BEGIN GIVEN INFORMATION
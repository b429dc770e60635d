use crate::error::ApiError;
use axum_extra::headers::authorization::Bearer;
use jsonwebtoken::{decode, DecodingKey, Validation};
use serde::{Deserialize, Serialize};
use uuid::Uuid;

pub const ROLE_FARMER: &str = "farmer";
pub const ROLE_PROVIDER: &str = "provider";

#[derive(Debug, Serialize, Deserialize)]
pub struct Claims {
    pub sub: String,
    pub role: String,
    pub exp: usize,
}

impl Claims {
    /// The authenticated subject as an id. For provider-role tokens this
    /// is the provider id; for farmer-role tokens the farmer id.
    pub fn subject_id(&self) -> Result<Uuid, ApiError> {
        Uuid::parse_str(&self.sub)
            .map_err(|_| ApiError::Authentication("Invalid subject in token".to_string()))
    }

    pub fn require_role(&self, role: &str) -> Result<(), ApiError> {
        if self.role == role {
            Ok(())
        } else {
            Err(ApiError::Authorization(format!(
                "Requires the {} role",
                role
            )))
        }
    }
}

/// Decode and verify the bearer token against the configured HMAC secret
pub fn authenticate(bearer: &Bearer, secret: &str) -> Result<Claims, ApiError> {
    let token_data = decode::<Claims>(
        bearer.token(),
        &DecodingKey::from_secret(secret.as_bytes()),
        &Validation::default(),
    )
    .map_err(|e| ApiError::Authentication(e.to_string()))?;

    Ok(token_data.claims)
}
END GIVEN INFORMATION
Please state how many lines in the entries include the string "Serialize", giving no more than the number.

2